Ao olhar para aquele enorme monumento, Senhor Vito sentiu-se revitalizado. Olhando para os netos disse-lhes com voz embargada:

- Ajudem-me a subir! 

- Vô, não è possível. A chaminé está desativada há muito tempo. E o senhor  não tem a menor condição de subir tantos degraus.

 Senhor Vito pôs-se à frente e lentamente começou a subi-los. A cada degrau sentia-se mais forte, e assim foi subindo um a um. 

Os netos ficaram impressionados com a resistência e capacidade do avô. Senhor Vito sentia-se mais jovem a cada passo e assim depois de superar mais de cinco andares, chegou ao terraço, de onde tinha uma vista privilegiada de toda a fábrica. Encostou-se no parapeito e como se fosse um presente do destino, emocionado, passou a observar a movimentação na  fábrica, homens  trabalhando a todo o vapor. Os empregados corriam de um lado para o outro. Ele ficava do alto controlando toda a movimentação. Olhou para si próprio e viu-se jovem com 26 anos. Surpreso abraçava os netos, cantava e gritava de alegria. Circulava pela chaminé, quando notou uma moça aproximar-se. Lá de cima olhou e viu sua futura esposa acenar, mandando-lhe beijos.  Júlia era linda, uma bela jovem que todos os dias vinha vê-lo trabalhar na chaminé.

Incrédulos com o que estavam presenciando, os netos beliscavam-se para confirmar o que viam. O avô transformara-se em um jovem, bonito, corpo atlético, cabelos negros, esbanjando saúde e comandando um verdadeiro batalhão de funcionários. Viam também a fábrica, que tinha aspecto secular, em pleno funcionamento.  Admiravam a beleza da avó quando moça, chegaram até a brincar com o ele:

- Puxa vô, o senhor não dormiu no ponto ! A vovó era linda, muito faceira!

Ao cair da tarde, depois desta grande aventura, decidiram retornar.
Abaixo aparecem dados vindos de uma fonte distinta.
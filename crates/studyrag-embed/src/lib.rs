//! Sentence embedding providers.
//!
//! [`SentenceEmbedder`] runs a BERT-family sentence encoder (the
//! all-MiniLM-L6-v2 layout by default) on candle with masked mean pooling
//! and L2 normalization. [`FakeEmbedder`] is a deterministic hash-based
//! stand-in for tests and offline development.
use anyhow::{anyhow, Result};
use std::collections::HashMap;
use std::path::{Path, PathBuf};
use std::time::Instant;

use candle_core::{DType, Device, Tensor};
use candle_nn::VarBuilder;
use candle_transformers::models::bert::{BertModel, Config as BertConfig};
use tokenizers::Tokenizer;

use studyrag_core::config::{expand_path, EmbeddingSettings};
use studyrag_core::error::EmbeddingError;
use studyrag_core::traits::Embedder;
use studyrag_core::types::EmbeddingVector;

pub mod device;
pub mod pool;
pub mod tokenize;

pub use pool::masked_mean_l2;

const DEFAULT_MODEL_DIRS: [&str; 2] = ["../models/all-MiniLM-L6-v2", "models/all-MiniLM-L6-v2"];

pub struct SentenceEmbedder {
    model: BertModel,
    tokenizer: Tokenizer,
    device: Device,
    dim: usize,
    max_len: usize,
    pad_id: u32,
}

impl SentenceEmbedder {
    pub fn load(model_dir: &Path, max_len: usize) -> Result<Self> {
        let device = device::select_device();
        tracing::info!(dir = %model_dir.display(), "loading sentence encoder");
        let tokenizer_path = model_dir.join("tokenizer.json");
        let tokenizer = Tokenizer::from_file(&tokenizer_path).map_err(|e| {
            anyhow!("Failed to load tokenizer from {}: {}", tokenizer_path.display(), e)
        })?;
        let pad_id = tokenizer.get_padding().map(|p| p.pad_id).unwrap_or(0);
        let config_path = model_dir.join("config.json");
        let config: BertConfig = serde_json::from_str(&std::fs::read_to_string(&config_path)?)?;
        let dim = config.hidden_size;
        let weights = load_weights(model_dir, &device)?;
        let vb = VarBuilder::from_tensors(weights, DType::F32, &device);
        let model = BertModel::load(vb, &config)?;
        tracing::info!(dim, max_len, "sentence encoder loaded");
        Ok(Self { model, tokenizer, device, dim, max_len, pad_id })
    }

    fn forward(&self, texts: &[String]) -> Result<Vec<Vec<f32>>> {
        let start = Instant::now();
        let (input_ids, attention_mask) = tokenize::tokenize_batch_on_device(
            &self.tokenizer,
            texts,
            self.max_len,
            self.pad_id,
            &self.device,
        )?;
        let token_type_ids = input_ids.zeros_like()?;
        let hidden = self.model.forward(&input_ids, &token_type_ids, Some(&attention_mask))?;
        let pooled = masked_mean_l2(&hidden, &attention_mask)?;
        let out: Vec<Vec<f32>> = pooled.to_device(&Device::Cpu)?.to_vec2()?;
        let elapsed = start.elapsed();
        if elapsed.as_millis() > 500 {
            let ms = elapsed.as_millis() as u64;
            tracing::warn!(batch = texts.len(), ms, "slow embedding batch");
        }
        Ok(out)
    }
}

/// Prefer `model.safetensors`; fall back to the pickled `pytorch_model.bin`.
fn load_weights(model_dir: &Path, device: &Device) -> Result<HashMap<String, Tensor>> {
    let safetensors = model_dir.join("model.safetensors");
    if safetensors.exists() {
        return Ok(candle_core::safetensors::load(&safetensors, device)?);
    }
    let pickle = model_dir.join("pytorch_model.bin");
    let weights = candle_core::pickle::read_all(&pickle)?;
    Ok(weights.into_iter().collect())
}

impl Embedder for SentenceEmbedder {
    fn dim(&self) -> usize { self.dim }
    fn max_len(&self) -> usize { self.max_len }
    fn embed_batch(&self, texts: &[String]) -> Result<Vec<EmbeddingVector>, EmbeddingError> {
        if texts.is_empty() {
            return Ok(Vec::new());
        }
        let out = self.forward(texts).map_err(|e| EmbeddingError::Inference(e.to_string()))?;
        if out.len() != texts.len() {
            return Err(EmbeddingError::CountMismatch { expected: texts.len(), got: out.len() });
        }
        Ok(out)
    }
}

/// Deterministic bag-of-tokens embedder. Identical inputs give identical
/// unit vectors; inputs sharing tokens land close in cosine space.
pub struct FakeEmbedder {
    dim: usize,
}

impl FakeEmbedder {
    pub fn new(dim: usize) -> Self { Self { dim: dim.max(1) } }

    fn embed_text(&self, text: &str) -> Vec<f32> {
        use std::hash::{Hash, Hasher};
        use twox_hash::XxHash64;
        let mut v = vec![0f32; self.dim];
        for (i, token) in text.split_whitespace().enumerate() {
            let mut hasher = XxHash64::with_seed(0);
            token.to_lowercase().hash(&mut hasher);
            let h = hasher.finish();
            let idx = (h as usize) % self.dim;
            let val = (((h >> 32) as u32) as f32) / (u32::MAX as f32);
            v[idx] += 0.5 + val + (i as f32 % 3.0) * 0.01;
        }
        if v.iter().all(|x| *x == 0.0) {
            v[0] = 1.0;
        }
        let norm = (v.iter().map(|x| x * x).sum::<f32>()).sqrt().max(1e-6);
        for x in &mut v {
            *x /= norm;
        }
        v
    }
}

impl Embedder for FakeEmbedder {
    fn dim(&self) -> usize { self.dim }
    fn max_len(&self) -> usize { usize::MAX }
    fn embed_batch(&self, texts: &[String]) -> Result<Vec<EmbeddingVector>, EmbeddingError> {
        Ok(texts.iter().map(|t| self.embed_text(t)).collect())
    }
}

fn fake_requested(settings: &EmbeddingSettings) -> bool {
    settings.use_fake
        || std::env::var("APP_USE_FAKE_EMBEDDINGS")
            .ok()
            .map(|v| v == "1" || v.eq_ignore_ascii_case("true"))
            .unwrap_or(false)
}

/// Build the embedder selected by configuration. This performs the expensive
/// model load; callers are expected to do it once and share the result.
pub fn get_default_embedder(
    settings: &EmbeddingSettings,
) -> Result<Box<dyn Embedder>, EmbeddingError> {
    if fake_requested(settings) {
        tracing::info!(dim = settings.dim, "using FakeEmbedder");
        return Ok(Box::new(FakeEmbedder::new(settings.dim)));
    }
    let dir = resolve_model_dir(settings)
        .map_err(|e| EmbeddingError::ModelUnavailable(e.to_string()))?;
    let model = SentenceEmbedder::load(&dir, settings.max_len)
        .map_err(|e| EmbeddingError::ModelUnavailable(e.to_string()))?;
    check_model_dim(settings.dim, model.dim())?;
    Ok(Box::new(model))
}

/// A model whose hidden size differs from `embedding.dim` would fail every
/// later index call, so it is rejected at load time.
fn check_model_dim(configured: usize, actual: usize) -> Result<(), EmbeddingError> {
    if configured != actual {
        tracing::error!(configured, actual, "embedding.dim differs from model hidden size");
        return Err(EmbeddingError::ModelUnavailable(format!(
            "model hidden size {actual} does not match embedding.dim {configured}"
        )));
    }
    Ok(())
}

fn resolve_model_dir(settings: &EmbeddingSettings) -> Result<PathBuf> {
    if let Some(dir) = &settings.model_dir {
        let p = expand_path(dir);
        if p.exists() { return Ok(p); }
        return Err(anyhow!("embedding.model_dir {} does not exist", p.display()));
    }
    if let Ok(dir) = std::env::var("MODEL_DIR") {
        let p = PathBuf::from(&dir);
        if p.exists() { return Ok(p); }
    }
    DEFAULT_MODEL_DIRS
        .iter()
        .map(PathBuf::from)
        .find(|p| p.exists())
        .ok_or_else(|| anyhow!("Could not locate sentence encoder model directory"))
}

#[cfg(test)]
mod tests {
    use super::*;

    #[test]
    fn missing_model_dir_is_model_unavailable() {
        let settings = EmbeddingSettings {
            model_dir: Some("/definitely/not/here".into()),
            use_fake: false,
            dim: 384,
            max_len: 128,
        };
        match get_default_embedder(&settings) {
            Err(EmbeddingError::ModelUnavailable(msg)) => {
                assert!(msg.contains("does not exist"), "{msg}")
            }
            Err(e) => panic!("unexpected error: {e}"),
            Ok(_) => panic!("model should not load"),
        }
    }

    #[test]
    fn hidden_size_must_match_configured_dim() {
        assert!(check_model_dim(384, 384).is_ok());
        match check_model_dim(384, 768) {
            Err(EmbeddingError::ModelUnavailable(msg)) => {
                assert!(msg.contains("768") && msg.contains("384"), "{msg}")
            }
            other => panic!("unexpected {other:?}"),
        }
    }

    #[test]
    fn fake_embedder_handles_empty_text() {
        let e = FakeEmbedder::new(8);
        let v = e.embed_one("").expect("embed");
        assert_eq!(v.len(), 8);
        let norm: f32 = v.iter().map(|x| x * x).sum::<f32>().sqrt();
        assert!((norm - 1.0).abs() < 1e-4);
    }
}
Afinal uma boa estrada os esperavam. Senhor Vito deixava o local com o coração partido. Não gostaria de sair dali. A cada degrau que descia, sentia-se mais cansado, e envelhecia. Ao chegar no térreo estava ele com seus noventa e seis anos de idade. Feliz por ter reencontrado suas lembranças, mas triste por estar diante das ruínas e acreditar que não havia cumprido sua missão. Os netos apesar de surpresos com a visão que tiveram, não ousaram contar a ninguém experiência que viveram.

Mais um ano se passou e mais uma vez Senhor Vito pediu o seu presente favorito. Desta vez não lhe foi negado o pedido. O velho os abraçou e emocionado dizia:

- Meus queridos netos, eu preciso voltar naquele lugar, sinto que ainda preciso realizar minha missão.

Os rapazes também estavam ansiosos para reviver algo tão fantástico. E novamente voltaram. Senhor Vito sentia mais dificuldades, porém ao avistar a chaminé encheu-se de energia. Caminhou a  passos largos. Os jovens tentavam acompanhá-lo, mas sentiam-se cansados. Senhor Vito começou a subir novamente os degraus sentindo-se  rejuvenescer.

Chegou ao topo cheio de vida, como se o tempo não tivesse passado, tudo estava como há 70 anos atrás e  neste momento tudo funcionava como antes. A fábrica trabalhava a todo vapor. Se não fossem seus netos ao seu lado, acreditaria que estava realmente vivendo a realidade e não um sonho. Mas seu retorno a este lugar tinha um objetivo. Estava decidido. Não mais desceria da chaminé, sem antes tentar evitar sua destruição. 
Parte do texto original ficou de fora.